Navigation

Readers Weigh In on the Northern Door Line

We asked. You answered. 

Last week’s article that sought to figure out what “Northern Door” actually means generated a lot of responses by email and Facebook. Some were flippant, some crass, some funny. Many people put a lot of thought into their answer and submitted well-reasoned arguments for why they mentally put the line where they do. 

For Kim Gilson, the volunteer coordinator for Door-Tran, the question comes down to one of services. She said she pulls out the county’s transportation-system map, which defines Carlsville and up as Northern, and County H and south as Southern. 

“My answer is grounded in this map, as it determines what a person will pay to get into Sturgeon Bay to go to the hospital, do their big-box shopping at Walmart, get to one of the bigger grocery stores, or get to the county offices,” she explained. “Once you are tucked inside those lines of what Door 2 Door calls north and far south, you are where transportation is a completely different fare and is more easily accessible to county residents and tourists alike.”
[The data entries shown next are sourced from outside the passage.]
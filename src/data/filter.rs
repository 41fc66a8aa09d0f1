use super::category::CategoryKey;
use super::model::{find_price_range, Filter, Listing, ListingCollection};

// ---------------------------------------------------------------------------
// Listing predicate: AND of every active filter field
// ---------------------------------------------------------------------------

/// Whether `field` is a constraint and `value` fails it.
fn rejects_exact(field: &str, value: &str) -> bool {
    !field.is_empty() && field != value
}

impl Filter {
    /// Evaluate one listing against every active field.
    ///
    /// * empty string fields never constrain
    /// * `model` is a case-insensitive substring match, `make` a
    ///   case-insensitive exact match, everything else exact
    /// * an unknown `price_range` label applies no price constraint
    /// * `year_min..=year_max` always applies, so an inverted range matches
    ///   nothing
    pub fn matches(&self, listing: &Listing) -> bool {
        if !self.model.is_empty()
            && !listing
                .model
                .to_lowercase()
                .contains(&self.model.to_lowercase())
        {
            return false;
        }
        if !self.make.is_empty() && self.make.to_lowercase() != listing.make.to_lowercase() {
            return false;
        }
        if rejects_exact(&self.listing_type, &listing.listing_type)
            || rejects_exact(&self.condition, &listing.condition)
            || rejects_exact(&self.district, &listing.district)
            || rejects_exact(&self.transmission, &listing.transmission)
            || rejects_exact(&self.fuel_type, &listing.fuel_type)
        {
            return false;
        }
        if !self.price_range.is_empty() {
            match find_price_range(&self.price_range) {
                Some(range) if !range.contains(listing.price) => return false,
                Some(_) => {}
                None => log::debug!("unknown price range {:?}, not constraining", self.price_range),
            }
        }
        self.year_min <= listing.year && listing.year <= self.year_max
    }

    /// Copy of this filter for a page already scoped to one category:
    /// the `type` field is dropped.
    pub fn without_type(&self) -> Filter {
        Filter {
            listing_type: String::new(),
            ..self.clone()
        }
    }
}

/// Order-preserving subset of `listings` that pass `filter`.
pub fn apply_filters<'a>(listings: &'a [Listing], filter: &Filter) -> Vec<&'a Listing> {
    listings.iter().filter(|l| filter.matches(l)).collect()
}

/// Whether a listing belongs to a category page.
pub fn in_category(listing: &Listing, category: CategoryKey) -> bool {
    CategoryKey::from_listing_type(&listing.listing_type) == Some(category)
}

/// Return indices of listings that pass the filter, optionally scoped to a
/// category. With a scope the filter's `type` field is ignored.
pub fn filtered_indices(
    collection: &ListingCollection,
    filter: &Filter,
    scope: Option<CategoryKey>,
) -> Vec<usize> {
    let scoped_filter;
    let filter = match scope {
        Some(_) => {
            scoped_filter = filter.without_type();
            &scoped_filter
        }
        None => filter,
    };

    collection
        .listings
        .iter()
        .enumerate()
        .filter(|(_, listing)| scope.map_or(true, |key| in_category(listing, key)))
        .filter(|(_, listing)| filter.matches(listing))
        .map(|(i, _)| i)
        .collect()
}

#[cfg(test)]
mod tests {
    use super::*;
    use crate::data::model::fixtures::listing;
    use crate::data::model::{MAX_YEAR, MIN_YEAR};

    fn sample() -> Vec<Listing> {
        let mut hilux = listing("3", "Toyota", "Hilux", "Pickup/Double Cab", 9_000_000.0, 2018);
        hilux.transmission = "Manual".to_string();
        hilux.fuel_type = "Diesel".to_string();
        hilux.district = "Kandy".to_string();

        let mut aqua = listing("4", "Toyota", "Aqua", "Car", 5_000_000.0, 2015);
        aqua.fuel_type = "Hybrid".to_string();
        aqua.condition = "Reconditioned".to_string();

        vec![
            listing("1", "Toyota", "Corolla", "Car", 4_500_000.0, 2010),
            listing("2", "Toyota", "Corolla Cross", "SUV/Jeep", 12_000_000.0, 2021),
            hilux,
            aqua,
            listing("5", "Honda", "Civic", "Car", 2_500_000.0, 2005),
        ]
    }

    fn ids(listings: &[&Listing]) -> Vec<String> {
        listings.iter().map(|l| l.id.clone()).collect()
    }

    #[test]
    fn test_default_filter_is_identity() {
        let listings = sample();
        let result = apply_filters(&listings, &Filter::default());
        assert_eq!(result.len(), listings.len());
        assert!(result.iter().zip(&listings).all(|(a, b)| *a == b));
    }

    #[test]
    fn test_model_substring_is_case_insensitive() {
        let listings = sample();
        let filter = Filter {
            model: "COROL".to_string(),
            ..Filter::default()
        };
        assert_eq!(ids(&apply_filters(&listings, &filter)), ["1", "2"]);
    }

    #[test]
    fn test_make_is_case_insensitive_exact() {
        let listings = sample();
        let filter = Filter {
            make: "honda".to_string(),
            ..Filter::default()
        };
        assert_eq!(ids(&apply_filters(&listings, &filter)), ["5"]);

        let partial = Filter {
            make: "Toy".to_string(),
            ..Filter::default()
        };
        assert!(apply_filters(&listings, &partial).is_empty());
    }

    #[test]
    fn test_fields_combine_with_and() {
        let listings = sample();
        let filter = Filter {
            make: "Toyota".to_string(),
            listing_type: "Car".to_string(),
            fuel_type: "Hybrid".to_string(),
            ..Filter::default()
        };
        assert_eq!(ids(&apply_filters(&listings, &filter)), ["4"]);

        let filter = Filter {
            transmission: "Manual".to_string(),
            district: "Kandy".to_string(),
            ..Filter::default()
        };
        assert_eq!(ids(&apply_filters(&listings, &filter)), ["3"]);

        let filter = Filter {
            condition: "Reconditioned".to_string(),
            district: "Kandy".to_string(),
            ..Filter::default()
        };
        assert!(apply_filters(&listings, &filter).is_empty());
    }

    #[test]
    fn test_price_range_boundaries_are_inclusive() {
        let listings = vec![
            listing("lo", "Toyota", "Vitz", "Car", 2_500_000.0, 2016),
            listing("mid", "Toyota", "Vitz", "Car", 3_000_000.0, 2016),
            listing("hi", "Toyota", "Vitz", "Car", 5_000_000.0, 2016),
            listing("out", "Toyota", "Vitz", "Car", 5_000_001.0, 2016),
        ];
        let filter = Filter {
            price_range: "Rs. 2.5M - 5M".to_string(),
            ..Filter::default()
        };
        assert_eq!(ids(&apply_filters(&listings, &filter)), ["lo", "mid", "hi"]);
    }

    #[test]
    fn test_unknown_price_label_applies_no_constraint() {
        let listings = sample();
        let filter = Filter {
            price_range: "NoSuchLabel".to_string(),
            ..Filter::default()
        };
        assert_eq!(apply_filters(&listings, &filter).len(), listings.len());
    }

    #[test]
    fn test_year_range() {
        let listings = sample();
        let filter = Filter {
            year_min: 2010,
            year_max: 2015,
            ..Filter::default()
        };
        assert_eq!(ids(&apply_filters(&listings, &filter)), ["1", "4"]);

        let inverted = Filter {
            year_min: MAX_YEAR,
            year_max: MIN_YEAR,
            ..Filter::default()
        };
        assert!(apply_filters(&listings, &inverted).is_empty());
    }

    #[test]
    fn test_scoped_indices_ignore_type_field() {
        let collection = ListingCollection::from_listings(sample());
        let filter = Filter {
            listing_type: "SUV/Jeep".to_string(),
            make: "Toyota".to_string(),
            ..Filter::default()
        };

        assert_eq!(filtered_indices(&collection, &filter, None), vec![1]);
        assert_eq!(
            filtered_indices(&collection, &filter, Some(CategoryKey::Cars)),
            vec![0, 3]
        );
        assert_eq!(
            filtered_indices(&collection, &Filter::default(), Some(CategoryKey::Pickups)),
            vec![2]
        );
        assert!(filtered_indices(&collection, &Filter::default(), Some(CategoryKey::Taxis)).is_empty());
    }

    #[test]
    fn test_category_membership_accepts_keys() {
        let db_row = listing("9", "Bajaj", "RE", "Three Wheel", 1_200_000.0, 2019);
        assert!(in_category(&db_row, CategoryKey::ThreeWheel));
        let keyed = listing("10", "Toyota", "Prado", "SUVs", 20_000_000.0, 2019);
        assert!(in_category(&keyed, CategoryKey::Suvs));
        assert!(!in_category(&keyed, CategoryKey::Cars));
    }
}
Annie Miller’s answer was grounded in a childhood memory of sitting in the back of her family’s ’51 Ford for three hours while waiting in line for the ferry to cross Sturgeon Bay when a freighter hit the Michigan Street Bridge in 1960. 

“To me, the dividing line is the canal,” she said. “All of us living on the north side of the span, or who had to cross daily for work, realized we were in Northern Door and were just as isolated as the folks on Washington Island when the ferry doesn’t run due to heavy storms and gale-force winds.”

Paula Kosin of Chicago gave a visual interpretation. Southern Door, she wrote, is agricultural and looks very different from the north, which she thinks of as north of the canal. 

But other readers said the canal doesn’t quite work and put the line just north of the city, as Tom Siberz wrote. 

“Being a 52-year visitor, I have always thought Sturgeon Bay would be the logical divider,” he wrote. “Sturgeon Bay is ‘the city’ and stands separately.”

Lyn Hale was one of a few readers who puts the line much farther north. Gills Rock and Ellison Bay are “villages that are north of the tension line,” she wrote. “Traveling down the west side of the peninsula, we hit the bustling towns of Sister Bay, Ephraim, Fish Creek and Egg Harbor. I don’t see these towns as having much in common with those north of them.” Ultimately, “It’s as much a philosophical question as it is a geographical one.”

Joshua Lardinois urged us to “just refer to Door County as Door County and quit with the contrived, forced divisions. There’s enough division in the world that it seems an exercise in futility to try to force another one into existence. Let’s appreciate the differences that all of Door County has to offer to the whole. The whole is greater than the sum of its parts.”

Karen Ansley saw it a little differently. 

“For my family, the line was from Egg Harbor to Jacksonport and north,” she wrote. “We used it solely for orienteering and directions, as in, ‘Where in the world are we?’ It was never a judgment nor carried any sort of greater/lesser value.”

Paul Fitzgerald, in jest, suggested a line many far-northerners would probably agree with. 

“Since we live in Gills Rock in the summer, I tend to think of Northern Door as north of the Al Johnson’s goat traffic jam” – but more seriously, as north of the bridges.  

Terrie Cooper said she always saw it as defined by the Gibraltar School District line, from Egg Harbor over to Baileys Harbor. 

And Tanna Lou shared a sentiment most agree on: “All of Door County is beautiful, and some of the most calm and amazing spots are in Southern Door,” she wrote. “Also, it’s the amazing people everywhere in Door County who make this the best place to live and raise a family.”